Above right:  Bustling (?) downtown Roslyn.  That's the International Vinegar Museum on the right.

 

When I walked into the museum, it was empty except for the Vinegar Man, who greeted me with a smile and a handshake.  I spent the next 30 minutes walking around and reading the various displays on vinegar while learning a lot of interesting facts.  For instance, people have been making vinegar for thousands of years using whatever fermentable food product happened to be on hand, including rice in the Orient, grapes in Greece, wheat in England (for the “malt vinegar” they put on fish and chips), and corn or apples in the U.S. 

 

Above:  Dr. Lawrence Diggs, the Vinegar Man, showing us how to properly taste vinegar.

Here's some more sour trivia:  Vinegar kills bacteria so it’s widely used as a food preservative, it cleans windows, and it’s a handy antidote if you happen to get stung by a deadly Australian box jellyfish.  I’ll keep that in mind next year when I go swimming at the Great Barrier Reef.

 

While I was perusing the many displays, two couples entered the museum and Lawrence gave the five of us an interesting tour, complete with a “vinegar tasting” at the end.  I tried to suppress a smile as Lawrence very seriously told me to swirl the vinegar in the glass and let the aroma “waft” (a term he used) up to my nose.  After a few tastes, though, I was really getting into it. 

 

I had poked fun of the International Vinegar Festival a few days earlier on my Funny Photos page, but Lawrence Diggs takes his vinegar seriously.  He’s also one of the nicest, most intelligent, and most interesting persons I’ve met on this trip so far.  I spent three hours in the museum (yes, three hours) talking to Lawrence about everything under the sun, from digital photo management to Australian didgeridoos – and, of course, the many benefits of vinegar.  As I left the museum that afternoon, I decided that vinegar is cool.

 

You can reach Lawrence at his website, www.VinegarMan.com

 

   

Above left:  On a vinegar tour.  This is the vinegar "wall of fame."

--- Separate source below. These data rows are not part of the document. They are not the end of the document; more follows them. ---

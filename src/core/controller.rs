use std::sync::Arc;
use axum::http::StatusCode;
use tracing::{info, warn};
use crate::auth::credentials::{CredentialStore, StaticCredentialStore};
use crate::core::command::CommandError;
use crate::core::domain::Configuration;
use crate::core::library::LibraryResult;
use crate::core::repository::Repositories;

// AppState is shared by every request of a process so that all handlers see the same store
#[derive(Clone)]
pub struct AppState {
    pub config: Configuration,
    pub repos: Repositories,
    pub credentials: Arc<dyn CredentialStore>,
}

impl AppState {
    pub fn new(config: Configuration, repos: Repositories, credentials: Arc<dyn CredentialStore>) -> AppState {
        AppState {
            config,
            repos,
            credentials,
        }
    }

    // connects the repositories and loads admin credentials named by the configuration
    pub async fn build(config: Configuration) -> LibraryResult<AppState> {
        let repos = Repositories::build(&config).await?;
        let credentials: Arc<dyn CredentialStore> = match &config.credentials_file {
            Some(path) => {
                let store = StaticCredentialStore::from_json_file(path.as_str())?;
                info!(path = path.as_str(), admins = store.len(), "loaded admin credentials");
                Arc::new(store)
            }
            None => {
                warn!("no credentials file configured, every mutating request will be rejected");
                Arc::new(StaticCredentialStore::empty())
            }
        };
        info!(branch = config.branch_id.as_str(), store = ?config.store, "built application state");
        Ok(AppState::new(config, repos, credentials))
    }
}

pub type ServerError = (StatusCode, String);

pub fn json_to_server_error(err: serde_json::Error) -> ServerError {
    (StatusCode::BAD_REQUEST, format!("{}", err))
}

impl From<CommandError> for ServerError {
    fn from(err: CommandError) -> Self {
        match err {
            CommandError::Access { .. } => {
                (StatusCode::BAD_REQUEST, format!("{:?}", err))
            }
            CommandError::Unauthenticated { .. } => {
                (StatusCode::UNAUTHORIZED, format!("{:?}", err))
            }
            CommandError::Database { .. } => {
                (StatusCode::INTERNAL_SERVER_ERROR, format!("{:?}", err))
            }
            CommandError::DuplicateKey { .. } => {
                (StatusCode::CONFLICT, format!("{:?}", err))
            }
            CommandError::NotFound { .. } => {
                (StatusCode::NOT_FOUND, format!("{:?}", err))
            }
            CommandError::Runtime { .. } => {
                (StatusCode::INTERNAL_SERVER_ERROR, format!("{:?}", err))
            }
            CommandError::Serialization { .. } => {
                (StatusCode::BAD_REQUEST, format!("{:?}", err))
            }
            CommandError::Validation { .. } => {
                (StatusCode::BAD_REQUEST, format!("{:?}", err))
            }
        }
    }
}
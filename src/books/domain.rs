use crate::core::domain::Identifiable;

pub mod model;

// Book exposes the catalog fields used for keyword matching.
pub trait Book: Identifiable {
    fn book_id(&self) -> i64;
    fn name(&self) -> &str;
    fn author(&self) -> &str;
    fn description(&self) -> &str;
}
use axum::{
    extract::{Path, State},
    http::StatusCode,
    response::Json,
};
use serde_json::Value;
use tracing::info;
use crate::auth::context::AuthContext;
use crate::checkout::command::books_of_customer_cmd::{BooksOfCustomerCommand, BooksOfCustomerCommandRequest, BooksOfCustomerCommandResponse};
use crate::checkout::command::link_book_to_customer_cmd::{LinkBookToCustomerCommand, LinkBookToCustomerCommandRequest, LinkBookToCustomerCommandResponse};
use crate::checkout::factory::create_checkout_service;
use crate::core::command::Command;
use crate::core::controller::{AppState, json_to_server_error, ServerError};
use crate::customers::command::add_customer_cmd::{AddCustomerCommand, AddCustomerCommandRequest, AddCustomerCommandResponse};
use crate::customers::command::get_customer_cmd::{GetCustomerCommand, GetCustomerCommandRequest, GetCustomerCommandResponse};
use crate::customers::command::list_customers_cmd::{ListCustomersCommand, ListCustomersCommandRequest, ListCustomersCommandResponse};
use crate::customers::command::remove_customer_cmd::{RemoveCustomerCommand, RemoveCustomerCommandRequest, RemoveCustomerCommandResponse};
use crate::customers::command::update_customer_cmd::{UpdateCustomerCommand, UpdateCustomerCommandRequest, UpdateCustomerCommandResponse};
use crate::customers::domain::CustomerService;
use crate::customers::factory;

fn build_service(state: &AppState) -> Box<dyn CustomerService> {
    factory::create_customer_service(&state.config, &state.repos)
}

pub async fn add_customer(
    State(state): State<AppState>,
    auth: AuthContext,
    json: Json<Value>) -> Result<Json<AddCustomerCommandResponse>, ServerError> {
    let req: AddCustomerCommandRequest = serde_json::from_value(json.0).map_err(json_to_server_error)?;
    let res = AddCustomerCommand::new(build_service(&state)).execute(req).await?;
    info!(principal = auth.principal.as_str(), customer_id = res.customer.customer_id.as_str(), "add customer");
    Ok(Json(res))
}

pub async fn find_all_customers(
    State(state): State<AppState>) -> Result<Json<ListCustomersCommandResponse>, ServerError> {
    let res = ListCustomersCommand::new(build_service(&state)).execute(ListCustomersCommandRequest {}).await?;
    Ok(Json(res))
}

pub async fn find_customer_by_id(
    State(state): State<AppState>,
    Path(customer_id): Path<String>) -> Result<Json<GetCustomerCommandResponse>, ServerError> {
    let req = GetCustomerCommandRequest { customer_id };
    let res = GetCustomerCommand::new(build_service(&state)).execute(req).await?;
    Ok(Json(res))
}

pub async fn update_customer(
    State(state): State<AppState>,
    auth: AuthContext,
    Path(customer_id): Path<String>,
    json: Json<Value>) -> Result<Json<UpdateCustomerCommandResponse>, ServerError> {
    let mut req: UpdateCustomerCommandRequest = serde_json::from_value(json.0).map_err(json_to_server_error)?;
    req.customer_id = customer_id;
    info!(principal = auth.principal.as_str(), customer_id = req.customer_id.as_str(), "update customer");
    let res = UpdateCustomerCommand::new(build_service(&state)).execute(req).await?;
    Ok(Json(res))
}

pub async fn remove_customer(
    State(state): State<AppState>,
    auth: AuthContext,
    Path(customer_id): Path<String>) -> Result<Json<RemoveCustomerCommandResponse>, ServerError> {
    info!(principal = auth.principal.as_str(), customer_id = customer_id.as_str(), "remove customer");
    let req = RemoveCustomerCommandRequest { customer_id };
    let res = RemoveCustomerCommand::new(build_service(&state)).execute(req).await?;
    Ok(Json(res))
}

pub async fn link_book_to_customer(
    State(state): State<AppState>,
    auth: AuthContext,
    Path((customer_id, book_id)): Path<(String, i64)>) -> Result<Json<LinkBookToCustomerCommandResponse>, ServerError> {
    info!(principal = auth.principal.as_str(), customer_id = customer_id.as_str(), book_id, "link book to customer");
    let req = LinkBookToCustomerCommandRequest { customer_id, book_id };
    let svc = create_checkout_service(&state.config, &state.repos);
    let res = LinkBookToCustomerCommand::new(svc).execute(req).await?;
    if !res.linked {
        return Err((StatusCode::BAD_REQUEST, "customer or book does not exist".to_string()));
    }
    Ok(Json(res))
}

pub async fn find_books_of_customer(
    State(state): State<AppState>,
    Path(customer_id): Path<String>) -> Result<Json<BooksOfCustomerCommandResponse>, ServerError> {
    let req = BooksOfCustomerCommandRequest { customer_id };
    let svc = create_checkout_service(&state.config, &state.repos);
    let res = BooksOfCustomerCommand::new(svc).execute(req).await?;
    Ok(Json(res))
}
use std::collections::BTreeMap;
use async_trait::async_trait;
use chrono::Utc;
use tokio::sync::RwLock;
use crate::core::library::{LibraryError, LibraryResult};
use crate::core::repository::Repository;
use crate::customers::domain::model::CustomerEntity;
use crate::customers::repository::CustomerRepository;

#[derive(Debug, Default)]
pub struct MemCustomerRepository {
    customers: RwLock<BTreeMap<String, CustomerEntity>>,
}

impl MemCustomerRepository {
    pub fn new() -> Self {
        Self::default()
    }
}

#[async_trait]
impl Repository<CustomerEntity, str> for MemCustomerRepository {
    async fn save(&self, entity: &CustomerEntity) -> LibraryResult<usize> {
        self.customers.write().await.insert(entity.customer_id.to_string(), entity.clone());
        Ok(1)
    }

    async fn update(&self, entity: &CustomerEntity) -> LibraryResult<usize> {
        let mut customers = self.customers.write().await;
        let existing = customers.get_mut(entity.customer_id.as_str()).ok_or_else(|| LibraryError::not_found(
            format!("customer not found for {}", entity.customer_id).as_str()))?;
        if existing.version != entity.version {
            return Err(LibraryError::unavailable(
                format!("customer {} was modified, expected version {} but found {}",
                        entity.customer_id, entity.version, existing.version).as_str(), Some("409".to_string()), true));
        }
        *existing = CustomerEntity {
            version: entity.version + 1,
            updated_at: Utc::now().naive_utc(),
            ..entity.clone()
        };
        Ok(1)
    }

    async fn get(&self, id: &str) -> LibraryResult<CustomerEntity> {
        self.customers.read().await.get(id).cloned()
            .ok_or_else(|| LibraryError::not_found(format!("customer not found for {}", id).as_str()))
    }

    async fn delete(&self, id: &str) -> LibraryResult<usize> {
        Ok(self.customers.write().await.remove(id).map(|_| 1).unwrap_or(0))
    }

    async fn load_all(&self) -> LibraryResult<Vec<CustomerEntity>> {
        Ok(self.customers.read().await.values().cloned().collect())
    }
}

impl CustomerRepository for MemCustomerRepository {}
use async_trait::async_trait;
use serde::{Deserialize, Serialize};
use crate::books::dto::BookDto;
use crate::catalog::domain::CatalogService;
use crate::core::command::{Command, CommandError};

pub struct GetBookCommand {
    catalog_service: Box<dyn CatalogService>,
}

impl GetBookCommand {
    pub fn new(catalog_service: Box<dyn CatalogService>) -> Self {
        Self {
            catalog_service,
        }
    }
}

#[derive(Debug, Deserialize)]
pub struct GetBookCommandRequest {
    pub book_id: i64,
}

impl GetBookCommandRequest {
    pub fn new(book_id: i64) -> Self {
        Self {
            book_id,
        }
    }
}

#[derive(Debug, Serialize)]
pub struct GetBookCommandResponse {
    pub book: BookDto,
}

impl GetBookCommandResponse {
    pub fn new(book: BookDto) -> Self {
        Self {
            book,
        }
    }
}

#[async_trait]
impl Command<GetBookCommandRequest, GetBookCommandResponse> for GetBookCommand {
    async fn execute(&self, req: GetBookCommandRequest) -> Result<GetBookCommandResponse, CommandError> {
        self.catalog_service.find_book_by_id(req.book_id)
            .await.map_err(CommandError::from).map(GetBookCommandResponse::new)
    }
}
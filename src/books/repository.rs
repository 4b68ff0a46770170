pub mod ddb_book_repository;
pub mod mem_book_repository;

use async_trait::async_trait;
use crate::books::domain::model::BookEntity;
use crate::core::library::LibraryResult;
use crate::core::repository::Repository;

// first identifier issued to a new book, keeping ids in the six-digit range
pub const BOOK_ID_START: i64 = 100_000;

#[async_trait]
pub trait BookRepository: Repository<BookEntity, i64> {
    // issues the next unused book identifier
    async fn next_id(&self) -> LibraryResult<i64>;
}
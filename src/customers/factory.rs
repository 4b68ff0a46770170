use std::sync::Arc;
use aws_sdk_dynamodb::types::ScalarAttributeType;
use crate::core::domain::Configuration;
use crate::core::library::LibraryResult;
use crate::core::repository::{Repositories, RepositoryStore};
use crate::customers::domain::CustomerService;
use crate::customers::domain::service::CustomerServiceImpl;
use crate::customers::repository::CustomerRepository;
use crate::customers::repository::ddb_customer_repository::DDBCustomerRepository;
use crate::customers::repository::mem_customer_repository::MemCustomerRepository;
use crate::utils::ddb::{build_db_client, create_table, TableSpec};

pub fn customers_table_spec(table_name: &str) -> TableSpec<'_> {
    TableSpec { table_name, pk: "customer_id", pk_type: ScalarAttributeType::S, gsi: None }
}

pub async fn create_customer_repository(config: &Configuration) -> LibraryResult<Arc<dyn CustomerRepository>> {
    match config.store {
        RepositoryStore::DynamoDB => {
            let client = build_db_client(config).await;
            Ok(Arc::new(DDBCustomerRepository::new(client, config.customers_table.as_str())))
        }
        RepositoryStore::LocalDynamoDB => {
            let client = build_db_client(config).await;
            let _ = create_table(&client, &customers_table_spec(config.customers_table.as_str())).await;
            Ok(Arc::new(DDBCustomerRepository::new(client, config.customers_table.as_str())))
        }
        RepositoryStore::Memory => {
            Ok(Arc::new(MemCustomerRepository::new()))
        }
    }
}

pub fn create_customer_service(config: &Configuration, repos: &Repositories) -> Box<dyn CustomerService> {
    Box::new(CustomerServiceImpl::new(config, repos.customers.clone(), repos.checkouts.clone()))
}
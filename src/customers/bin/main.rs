use axum::{
    routing::{get, put},
    Router,
};
use lambda_http::{run, Error};
use lms_catalog::core::controller::AppState;
use lms_catalog::core::domain::Configuration;
use lms_catalog::customers::controller::{add_customer, find_all_customers, find_books_of_customer, find_customer_by_id, link_book_to_customer, remove_customer, update_customer};
use lms_catalog::utils::logs::setup_tracing;

#[tokio::main]
async fn main() -> Result<(), Error> {
    let _ = dotenvy::dotenv();
    let config = Configuration::from_env()?;
    setup_tracing(config.log_level.as_str());

    if config.dev_mode {
        std::env::set_var("AWS_LAMBDA_FUNCTION_NAME", "_");
        std::env::set_var("AWS_LAMBDA_FUNCTION_MEMORY_SIZE", "4096");
        std::env::set_var("AWS_LAMBDA_FUNCTION_VERSION", "1");
        std::env::set_var("AWS_LAMBDA_RUNTIME_API", "http://[::]:9000/.rt");
    }
    let state = AppState::build(config).await?;

    let app = Router::new()
        .route("/customers", get(find_all_customers).post(add_customer))
        .route("/customers/:customer_id",
               get(find_customer_by_id).put(update_customer).delete(remove_customer))
        .route("/customers/:customer_id/books", get(find_books_of_customer))
        .route("/customers/:customer_id/books/:book_id", put(link_book_to_customer))
        .with_state(state);

    run(app).await
}
use chrono::{NaiveDateTime, Utc};
use uuid::Uuid;
use serde::{Deserialize, Serialize};
use crate::core::domain::Identifiable;
use crate::customers::domain::model::CustomerEntity;
use crate::utils::date::serializer;

// CustomerDto is a data transfer object for Customer service
#[derive(Debug, PartialEq, Clone, Serialize, Deserialize)]
pub struct CustomerDto {
    pub customer_id: String,
    pub version: i64,
    pub name: String,
    pub phone: i64,
    pub address: String,
    #[serde(with = "serializer")]
    pub created_at: NaiveDateTime,
    #[serde(with = "serializer")]
    pub updated_at: NaiveDateTime,
}

impl CustomerDto {
    pub fn new(name: &str, phone: i64, address: &str) -> Self {
        Self {
            customer_id: Uuid::new_v4().to_string(),
            version: 0,
            name: name.to_string(),
            phone,
            address: address.to_string(),
            created_at: Utc::now().naive_utc(),
            updated_at: Utc::now().naive_utc(),
        }
    }
}

impl Identifiable for CustomerDto {
    fn id(&self) -> String {
        self.customer_id.to_string()
    }

    fn version(&self) -> i64 {
        self.version
    }
}

impl From<&CustomerEntity> for CustomerDto {
    fn from(other: &CustomerEntity) -> Self {
        Self {
            customer_id: other.customer_id.to_string(),
            version: other.version,
            name: other.name.to_string(),
            phone: other.phone,
            address: other.address.to_string(),
            created_at: other.created_at,
            updated_at: other.updated_at,
        }
    }
}

impl From<&CustomerDto> for CustomerEntity {
    fn from(other: &CustomerDto) -> Self {
        Self {
            customer_id: other.customer_id.to_string(),
            version: other.version,
            name: other.name.to_string(),
            phone: other.phone,
            address: other.address.to_string(),
            created_at: other.created_at,
            updated_at: other.updated_at,
        }
    }
}

#[cfg(test)]
mod tests {
    use crate::core::domain::Identifiable;
    use crate::customers::domain::model::CustomerEntity;
    use crate::customers::dto::CustomerDto;

    #[tokio::test]
    async fn test_should_build_customer() {
        let customer = CustomerDto::new("Grace", 5550000, "1 Harbor Rd");
        assert_eq!(customer.customer_id, customer.id());
        assert_eq!(0, customer.version());
        let entity = CustomerEntity::from(&customer);
        assert_eq!(customer, CustomerDto::from(&entity));
    }
}
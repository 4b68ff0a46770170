pub mod context;
pub mod credentials;
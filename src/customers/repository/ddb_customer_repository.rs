use std::collections::HashMap;

use async_trait::async_trait;
use aws_sdk_dynamodb::Client;
use aws_sdk_dynamodb::types::AttributeValue;
use chrono::Utc;

use crate::core::library::{LibraryError, LibraryResult};
use crate::core::repository::Repository;
use crate::customers::domain::model::CustomerEntity;
use crate::customers::repository::CustomerRepository;
use crate::utils::ddb::{parse_date_attribute, parse_item, parse_number_attribute, parse_string_attribute, string_date};

#[derive(Debug)]
pub struct DDBCustomerRepository {
    client: Client,
    table_name: String,
}

impl DDBCustomerRepository {
    pub fn new(client: Client, table_name: &str) -> Self {
        Self {
            client,
            table_name: table_name.to_string(),
        }
    }
}

#[async_trait]
impl Repository<CustomerEntity, str> for DDBCustomerRepository {
    async fn save(&self, entity: &CustomerEntity) -> LibraryResult<usize> {
        let table_name: &str = self.table_name.as_ref();
        let val = serde_json::to_value(entity)?;
        self.client
            .put_item()
            .table_name(table_name)
            .set_item(Some(parse_item(val)?))
            .send()
            .await.map(|_| 1).map_err(LibraryError::from)
    }

    async fn update(&self, entity: &CustomerEntity) -> LibraryResult<usize> {
        let now = Utc::now().naive_utc();
        let table_name: &str = self.table_name.as_ref();

        self.client
            .update_item()
            .table_name(table_name)
            .key("customer_id", AttributeValue::S(entity.customer_id.clone()))
            .update_expression("SET #version = :version, #name = :name, #phone = :phone, #address = :address, #updated_at = :updated_at")
            .expression_attribute_names("#version", "version")
            .expression_attribute_names("#name", "name")
            .expression_attribute_names("#phone", "phone")
            .expression_attribute_names("#address", "address")
            .expression_attribute_names("#updated_at", "updated_at")
            .expression_attribute_values(":old_version", AttributeValue::N(entity.version.to_string()))
            .expression_attribute_values(":version", AttributeValue::N((entity.version + 1).to_string()))
            .expression_attribute_values(":name", AttributeValue::S(entity.name.to_string()))
            .expression_attribute_values(":phone", AttributeValue::N(entity.phone.to_string()))
            .expression_attribute_values(":address", AttributeValue::S(entity.address.to_string()))
            .expression_attribute_values(":updated_at", string_date(now))
            .condition_expression("attribute_exists(#version) AND #version = :old_version")
            .send()
            .await.map(|_| 1).map_err(LibraryError::from)
    }

    async fn get(&self, id: &str) -> LibraryResult<CustomerEntity> {
        let table_name: &str = self.table_name.as_ref();
        self.client
            .query()
            .table_name(table_name)
            .limit(2)
            .consistent_read(true)
            .key_condition_expression(
                "customer_id = :customer_id",
            )
            .expression_attribute_values(
                ":customer_id",
                AttributeValue::S(id.to_string()),
            )
            .send()
            .await.map_err(LibraryError::from).and_then(|req| {
            if let Some(items) = req.items {
                if items.len() > 1 {
                    return Err(LibraryError::database(format!("too many customers for {}", id).as_str(), None, false));
                } else if let Some(map) = items.first() {
                    return Ok(map_to_customer(map));
                }
                Err(LibraryError::not_found(format!("customer item not found for {}", id).as_str()))
            } else {
                Err(LibraryError::not_found(format!("customer not found for {}", id).as_str()))
            }
        })
    }

    async fn delete(&self, id: &str) -> LibraryResult<usize> {
        let table_name: &str = self.table_name.as_ref();
        self.client.delete_item()
            .table_name(table_name)
            .key("customer_id", AttributeValue::S(id.to_string()))
            .send()
            .await.map(|_| 1).map_err(LibraryError::from)
    }

    async fn load_all(&self) -> LibraryResult<Vec<CustomerEntity>> {
        let table_name: &str = self.table_name.as_ref();
        let mut records = vec![];
        let mut exclusive_start_key = None;
        loop {
            let req = self.client
                .scan()
                .table_name(table_name)
                .consistent_read(true)
                .set_exclusive_start_key(exclusive_start_key)
                .send()
                .await.map_err(LibraryError::from)?;
            let def_items = vec![];
            records.extend(req.items.as_ref().unwrap_or(&def_items).iter().map(map_to_customer));
            exclusive_start_key = req.last_evaluated_key().cloned();
            if exclusive_start_key.is_none() {
                break;
            }
        }
        Ok(records)
    }
}

impl CustomerRepository for DDBCustomerRepository {}

fn map_to_customer(map: &HashMap<String, AttributeValue>) -> CustomerEntity {
    CustomerEntity {
        customer_id: parse_string_attribute("customer_id", map).unwrap_or(String::from("")),
        version: parse_number_attribute("version", map),
        name: parse_string_attribute("name", map).unwrap_or(String::from("")),
        phone: parse_number_attribute("phone", map),
        address: parse_string_attribute("address", map).unwrap_or(String::from("")),
        created_at: parse_date_attribute("created_at", map).unwrap_or(Utc::now().naive_utc()),
        updated_at: parse_date_attribute("updated_at", map).unwrap_or(Utc::now().naive_utc()),
    }
}
pub mod model;
pub mod service;

use async_trait::async_trait;
use crate::core::library::LibraryResult;
use crate::customers::dto::CustomerDto;

#[async_trait]
pub trait CustomerService: Sync + Send {
    async fn add_customer(&self, customer: &CustomerDto) -> LibraryResult<CustomerDto>;
    // removes the customer together with every checkout that references it
    async fn remove_customer(&self, id: &str) -> LibraryResult<()>;
    // copies name, phone and address onto the stored customer
    async fn update_customer(&self, id: &str, customer: &CustomerDto) -> LibraryResult<CustomerDto>;
    async fn find_customer_by_id(&self, id: &str) -> LibraryResult<CustomerDto>;
    async fn find_all_customers(&self) -> LibraryResult<Vec<CustomerDto>>;
}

Above right:  After the tour you can purchase all sorts of vinegar products.  I bought a spray bottle of vinegar deodorizer as a gift – but for whom?

 

       

Above left:  Here are a few funny photos from South Dakota.  Don't miss the International Vinegar Festival.  Not only can you hear Pastor Wilson singing "his hits" (as only the Pastor can sing them) and see the Hutterite Choir, but you can also hear "the Polish singer," Tony Wika.  Yep, only in the Midwest.

Above center:  Well, duh.

Above right:  Personally, I lust after Toyotas.

 

   

Above left:  After the vinegar experience, I stopped at the Museum of Science and Farming in Webster, which contains 15 buildings and this recreated Main Street.  Among other things, there's a Shoe House at this museum with over 5,000 shoes.

Above right:  An actual one-room school at the museum.  My grandmother Helga taught in a room much like this in the 1920s in North Dakota.